INSTRUCTIONS TO FOLLOW
Please transcribe exactly, and only, the lines of the data below between the line holding "let file = match config" and the line holding "write_json(&comparison, &out)?;", inclusive.

Stored data

____

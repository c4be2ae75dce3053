//! `sqlguard` command-line entry point.

use std::path::{Path, PathBuf};
use std::process::ExitCode;
use std::time::Duration;

use anyhow::{bail, Context, Result};
use clap::{Args, Parser, Subcommand, ValueEnum};
use tracing_subscriber::EnvFilter;

use sqlguard_core::{
    check_sql, validate, AdapterConfig, AdapterVerdict, ConstraintValidator, GuardError, GuardFile,
    GuardSpec, ValidatorKind,
};
use sqlguard_runtime::{
    merge_summaries, write_json, BatchReport, BatchRunner, DecodeConfig, DecodeController,
    DecodeScript, RuntimeError,
};

/// Exit status for a run aborted by the external adapter's environment.
const EXIT_ADAPTER_FATAL: u8 = 3;

#[derive(Parser)]
#[command(name = "sqlguard", about = "Keep generated SQL grammatical, one fragment at a time")]
struct Cli {
    /// Print debug diagnostics
    #[arg(long, global = true)]
    verbose: bool,

    #[command(subcommand)]
    command: Command,
}

#[derive(Subcommand)]
enum Command {
    /// Judge SQL text, whole or fragment by fragment
    Check {
        /// Whole text to judge
        #[arg(long, required_unless_present = "fragment", conflicts_with = "fragment")]
        sql: Option<String>,

        /// Fragments fed in order (repeatable)
        #[arg(long)]
        fragment: Vec<String>,

        #[command(flatten)]
        guard: GuardArgs,
    },

    /// External checker contract: exit 0 valid, 1 invalid, 2 environment error
    CheckSql {
        #[arg(long)]
        sql: String,

        /// Root directory of the external tool
        #[arg(long)]
        root: PathBuf,
    },

    /// Decode one scripted prompt and write its run record
    Decode {
        /// Decode script (YAML)
        #[arg(long)]
        script: PathBuf,

        #[arg(long, default_value_t = 0)]
        prompt_index: usize,

        #[arg(long, value_enum, default_value_t = ModeArg::Guarded)]
        constraint: ModeArg,

        #[arg(long, default_value_t = 1)]
        top_k: usize,

        #[arg(long, default_value_t = 64)]
        max_new_tokens: usize,

        /// Cache probe outcomes (entries)
        #[arg(long)]
        probe_cache: Option<u64>,

        #[command(flatten)]
        guard: GuardArgs,

        #[arg(long)]
        out: PathBuf,
    },

    /// Decode every scripted prompt unconstrained and guarded
    Batch {
        #[arg(long)]
        script: PathBuf,

        #[arg(long, default_value_t = 1)]
        top_k: usize,

        #[arg(long, default_value_t = 64)]
        max_new_tokens: usize,

        /// Overrides the script's batch.concurrency
        #[arg(long)]
        concurrency: Option<usize>,

        /// Overrides the script's batch.run_timeout (e.g. "30s")
        #[arg(long, value_parser = humantime::parse_duration)]
        run_timeout: Option<Duration>,

        #[arg(long)]
        probe_cache: Option<u64>,

        #[command(flatten)]
        guard: GuardArgs,

        #[arg(long)]
        out: PathBuf,
    },

    /// Merge batch reports into one table keyed by label
    Summarize {
        /// `label=path` pairs, e.g. `top_k=1=results/batch_k1.json`
        #[arg(long = "input", required = true, value_parser = parse_labeled_path)]
        inputs: Vec<(String, PathBuf)>,

        #[arg(long)]
        out: PathBuf,
    },

    /// Replay the built-in good and bad fragment sequences
    Toy {
        /// Guard config file (YAML or JSON)
        #[arg(long)]
        config: Option<PathBuf>,

        #[arg(long, default_value = "results/toy_sqlguard.json")]
        out: PathBuf,
    },
}

#[derive(Args)]
struct GuardArgs {
    /// Guard config file (YAML or JSON)
    #[arg(long)]
    config: Option<PathBuf>,

    #[arg(long, value_enum, default_value_t = ValidatorArg::Grammar)]
    validator: ValidatorArg,

    /// External tool root; enables the external validator without a config
    #[arg(long)]
    adapter_root: Option<PathBuf>,

    /// Run the external checker as a `sqlguard check-sql` subprocess per probe
    #[arg(long)]
    adapter_subprocess: bool,
}

#[derive(Clone, Copy, ValueEnum)]
enum ModeArg {
    None,
    Guarded,
}

#[derive(Clone, Copy, ValueEnum)]
enum ValidatorArg {
    Grammar,
    External,
}

impl From<ValidatorArg> for ValidatorKind {
    fn from(arg: ValidatorArg) -> Self {
        match arg {
            ValidatorArg::Grammar => ValidatorKind::Grammar,
            ValidatorArg::External => ValidatorKind::External,
        }
    }
}

impl GuardArgs {
    fn spec(&self) -> Result<GuardSpec> {
        let file = match &self.config {
            Some(path) => GuardFile::from_file(path)
                .with_context(|| format!("loading guard config {}", path.display()))?,
            None => GuardFile::default(),
        };

        let kind = ValidatorKind::from(self.validator);
        if kind == ValidatorKind::Grammar {
            return Ok(file.guard_spec(kind)?);
        }

        let mut adapter = match (&self.adapter_root, file.adapter) {
            (Some(root), Some(mut adapter)) => {
                adapter.root = root.clone();
                adapter
            }
            (Some(root), None) => AdapterConfig::in_process(root.clone()),
            (None, Some(adapter)) => adapter,
            (None, None) => bail!("external validator needs --adapter-root or an adapter config"),
        };

        if self.adapter_subprocess {
            let exe = std::env::current_exe().context("locating the sqlguard executable")?;
            adapter = AdapterConfig::subprocess(adapter.root, exe, vec!["check-sql".to_string()]);
        }

        Ok(GuardSpec::External(adapter))
    }
}

fn parse_labeled_path(raw: &str) -> Result<(String, PathBuf), String> {
    let (label, path) = raw
        .rsplit_once('=')
        .ok_or_else(|| format!("expected label=path, got {raw:?}"))?;
    if label.is_empty() || path.is_empty() {
        return Err(format!("expected label=path, got {raw:?}"));
    }
    Ok((label.to_string(), PathBuf::from(path)))
}

fn init_tracing(verbose: bool) {
    let default = if verbose { "debug" } else { "info" };
    let filter = EnvFilter::try_from_default_env().unwrap_or_else(|_| EnvFilter::new(default));
    tracing_subscriber::fmt()
        .with_env_filter(filter)
        .with_writer(std::io::stderr)
        .init();
}

#[tokio::main]
async fn main() -> ExitCode {
    let cli = Cli::parse();
    init_tracing(cli.verbose);

    match run(cli.command).await {
        Ok(code) => code,
        Err(err) => {
            eprintln!("Error: {err:#}");
            if is_adapter_fatal(&err) {
                ExitCode::from(EXIT_ADAPTER_FATAL)
            } else {
                ExitCode::FAILURE
            }
        }
    }
}

fn is_adapter_fatal(err: &anyhow::Error) -> bool {
    err.chain().any(|cause| {
        cause
            .downcast_ref::<RuntimeError>()
            .is_some_and(RuntimeError::is_adapter_fatal)
            || matches!(cause.downcast_ref::<GuardError>(), Some(GuardError::Environment(_)))
    })
}

async fn run(command: Command) -> Result<ExitCode> {
    match command {
        Command::Check {
            sql,
            fragment,
            guard,
        } => {
            let spec = guard.spec()?;

            let outcomes = match sql {
                Some(sql) => vec![validate(&spec, &sql)?],
                None => {
                    let mut validator = spec.build()?;
                    validator.reset();
                    let mut outcomes = Vec::with_capacity(fragment.len());
                    for piece in &fragment {
                        outcomes.push(validator.step(piece)?);
                    }
                    outcomes
                }
            };

            println!("{}", serde_json::to_string_pretty(&outcomes)?);
            Ok(ExitCode::SUCCESS)
        }

        Command::CheckSql { sql, root } => {
            let verdict = check_sql(&sql, &root);
            if verdict == AdapterVerdict::EnvironmentError {
                eprintln!("[ERR] root not found: {}", root.display());
            }
            Ok(ExitCode::from(verdict.exit_code() as u8))
        }

        Command::Decode {
            script,
            prompt_index,
            constraint,
            top_k,
            max_new_tokens,
            probe_cache,
            guard,
            out,
        } => {
            let script = load_script(&script)?;
            let prompt = script
                .prompts
                .get(prompt_index)
                .map(|p| p.prompt.clone())
                .with_context(|| format!("script has no prompt #{prompt_index}"))?;

            let mut config = match constraint {
                ModeArg::None => DecodeConfig::unconstrained(max_new_tokens, top_k),
                ModeArg::Guarded => DecodeConfig::guarded(guard.spec()?, max_new_tokens, top_k),
            };
            config.probe_cache_capacity = probe_cache;

            let source = script.source_for(prompt_index)?;
            let run = DecodeController::new(source, config).run(&prompt).await?;

            run.record.write_json(&out)?;
            tracing::info!(
                halt = ?run.record.halt_reason,
                accepted = run.record.accepted_tokens,
                rejected = run.record.rejected_tokens,
                "decode finished"
            );
            println!("[OK] wrote {}", out.display());
            Ok(ExitCode::SUCCESS)
        }

        Command::Batch {
            script,
            top_k,
            max_new_tokens,
            concurrency,
            run_timeout,
            probe_cache,
            guard,
            out,
        } => {
            let script = load_script(&script)?;

            let mut batch = script.batch.clone();
            if let Some(concurrency) = concurrency {
                batch.concurrency = concurrency;
            }
            if run_timeout.is_some() {
                batch.run_timeout = run_timeout;
            }

            let mut runner =
                BatchRunner::new(guard.spec()?, max_new_tokens, top_k).with_batch_config(batch);
            if let Some(capacity) = probe_cache {
                runner = runner.with_probe_cache(capacity);
            }

            let report = runner
                .run(&script.prompt_texts(), |i| script.source_for(i))
                .await?;

            report.write_json(&out)?;
            tracing::info!(prompts = report.per_prompt.len(), "batch finished");
            println!("[OK] wrote {}", out.display());
            Ok(ExitCode::SUCCESS)
        }

        Command::Summarize { inputs, out } => {
            let mut reports = Vec::with_capacity(inputs.len());
            for (label, path) in inputs {
                let report = BatchReport::from_json_file(&path)
                    .with_context(|| format!("reading batch report {}", path.display()))?;
                reports.push((label, report));
            }

            let merged = merge_summaries(reports.iter().map(|(label, r)| (label.as_str(), r)));
            write_json(&merged, &out)?;
            println!("[OK] wrote {}", out.display());
            Ok(ExitCode::SUCCESS)
        }

        Command::Toy { config, out } => {
            let file = match config {
                Some(path) => GuardFile::from_file(&path)
                    .with_context(|| format!("loading guard config {}", path.display()))?,
                None => GuardFile::default(),
            };

            let comparison = sqlguard_runtime::toy::compare(&file.guard)?;
            write_json(&comparison, &out)?;
            println!("[OK] wrote {}", out.display());
            Ok(ExitCode::SUCCESS)
        }
    }
}

fn load_script(path: &Path) -> Result<DecodeScript> {
    DecodeScript::from_yaml_file(path)
        .with_context(|| format!("loading decode script {}", path.display()))
}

____

OUTPUT OF THE TASK
            let file = match config {
                Some(path) => GuardFile::from_file(&path)
                    .with_context(|| format!("loading guard config {}", path.display()))?,
                None => GuardFile::default(),
            };

            let comparison = sqlguard_runtime::toy::compare(&file.guard)?;
            write_json(&comparison, &out)?;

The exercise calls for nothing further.